Community & social practice · Arts action against pollution · initially with Wendy Ross

The WasteArt Foundation

Arts action against pollution — educational sculpture workshops and curated exhibitions of art, craft and fashion made entirely from waste. A partnership of EnviroServ Holdings, the Department of Arts & Culture and Business and Arts South Africa, on whose executive board Celia de Villiers served from 2004 to 2010.

The WasteArt Foundation turned the problem of waste into a public art programme. Across Gauteng and KwaZulu-Natal it ran educational sculpture workshops and curated exhibitions of art, craft and fashion made entirely from discarded materials — staged in shopping malls and public squares to reach broad, everyday audiences rather than gallery-goers.

The initiative began as a collaboration with the artist Wendy Ross — predating the Intuthuko collective — and grew into a foundation backed by EnviroServ Holdings, the Department of Arts & Culture and Business and Arts South Africa. De Villiers served on its executive board from 2004 to 2010, co-curating the WasteArt: Craft, Art & Fashion Show (from Sandton Square, Johannesburg, in 2004) and the touring WasteArt expos that followed in 2006, 2008 and 2010. The WasteArt Expo was nominated for the National Excellence in Innovation and Sustainability Awards (2005).

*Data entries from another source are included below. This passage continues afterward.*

//! Unique-value and associative collections keyed by strict equality.

use crate::value::Value;

/// A set of values; membership is decided by [`Value::strict_eq`].
#[derive(Clone, Debug, Default)]
pub struct ValueSet {
    members: Vec<Value>,
}

impl ValueSet {
    pub fn new() -> Self {
        Self::default()
    }

    /// Add a member. Returns false if an equal member was already present.
    pub fn insert(&mut self, value: Value) -> bool {
        if self.contains(&value) {
            return false;
        }
        self.members.push(value);
        true
    }

    pub fn contains(&self, value: &Value) -> bool {
        self.members.iter().any(|m| m.strict_eq(value))
    }

    pub fn remove(&mut self, value: &Value) -> bool {
        match self.members.iter().position(|m| m.strict_eq(value)) {
            Some(position) => {
                self.members.remove(position);
                true
            }
            None => false,
        }
    }

    pub fn iter(&self) -> impl Iterator<Item = &Value> + '_ {
        self.members.iter()
    }

    pub fn len(&self) -> usize {
        self.members.len()
    }

    pub fn is_empty(&self) -> bool {
        self.members.is_empty()
    }
}

impl FromIterator<Value> for ValueSet {
    fn from_iter<I: IntoIterator<Item = Value>>(iter: I) -> Self {
        let mut set = ValueSet::new();
        for value in iter {
            set.insert(value);
        }
        set
    }
}

/// An ordered associative collection; keys are matched by [`Value::strict_eq`].
#[derive(Clone, Debug, Default)]
pub struct ValueMap {
    entries: Vec<(Value, Value)>,
}

impl ValueMap {
    pub fn new() -> Self {
        Self::default()
    }

    /// Insert or replace the value stored under `key`.
    pub fn insert(&mut self, key: Value, value: Value) -> Option<Value> {
        match self.entries.iter_mut().find(|(k, _)| k.strict_eq(&key)) {
            Some((_, slot)) => Some(std::mem::replace(slot, value)),
            None => {
                self.entries.push((key, value));
                None
            }
        }
    }

    pub fn get(&self, key: &Value) -> Option<&Value> {
        self.entries
            .iter()
            .find(|(k, _)| k.strict_eq(key))
            .map(|(_, v)| v)
    }

    pub fn remove(&mut self, key: &Value) -> Option<Value> {
        let position = self.entries.iter().position(|(k, _)| k.strict_eq(key))?;
        Some(self.entries.remove(position).1)
    }

    pub fn keys(&self) -> impl Iterator<Item = &Value> + '_ {
        self.entries.iter().map(|(k, _)| k)
    }

    pub fn iter(&self) -> impl Iterator<Item = (&Value, &Value)> + '_ {
        self.entries.iter().map(|(k, v)| (k, v))
    }

    pub fn len(&self) -> usize {
        self.entries.len()
    }

    pub fn is_empty(&self) -> bool {
        self.entries.is_empty()
    }
}

impl FromIterator<(Value, Value)> for ValueMap {
    fn from_iter<I: IntoIterator<Item = (Value, Value)>>(iter: I) -> Self {
        let mut map = ValueMap::new();
        for (key, value) in iter {
            map.insert(key, value);
        }
        map
    }
}

#[cfg(test)]
mod tests {
    use super::*;

    #[test]
    fn test_set_rejects_duplicates() {
        let mut set = ValueSet::new();
        assert!(set.insert(Value::from("a")));
        assert!(!set.insert(Value::from("a")));
        assert!(set.insert(Value::Int(1)));
        assert_eq!(set.len(), 2);
    }

    #[test]
    fn test_set_membership_of_composites_is_by_identity() {
        let first = Value::sequence(vec![]);
        let second = Value::sequence(vec![]);
        let set: ValueSet = [first.clone(), second].into_iter().collect();

        assert_eq!(set.len(), 2);
        assert!(set.contains(&first));
    }

    #[test]
    fn test_map_replaces_by_key() {
        let mut map = ValueMap::new();
        map.insert(Value::from("k"), Value::Int(1));
        let previous = map.insert(Value::from("k"), Value::Int(2));

        assert!(previous.unwrap().strict_eq(&Value::Int(1)));
        assert_eq!(map.len(), 1);
        assert_eq!(map.get(&Value::from("k")).and_then(Value::as_int), Some(2));
    }
}
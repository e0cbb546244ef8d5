//! Error types for the value model.

use thiserror::Error;

/// Errors raised while reading or assigning properties of a [`Value`](crate::Value).
#[derive(Error, Debug, Clone, PartialEq, Eq)]
pub enum CoreError {
    #[error("property name {name:?} contains separator {separator:?}")]
    InvalidPropertyName { name: String, separator: String },

    #[error("{0:?} is not an index of a sequence")]
    NotAnIndex(String),

    #[error("invalid sequence length: {0}")]
    InvalidLength(String),

    #[error("property {0:?} is read-only")]
    ReadOnlyProperty(String),

    #[error("value of type {0} has no properties")]
    NotComposite(&'static str),
}

pub type Result<T> = std::result::Result<T, CoreError>;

School visits were central to the programme. At a Lenasia school, children built flowers, birds and a life-sized tree from discarded plastic bottles and packaging — learning to see waste as material, and pollution as something art can name and rework. The approach was carried into the Grade 11 Life Orientation textbook (Oxford University Press, 2010), and the paper The WasteArt Foundation — Arts in Action was presented at the Fourth World Environmental Education Conference, Durban (2007).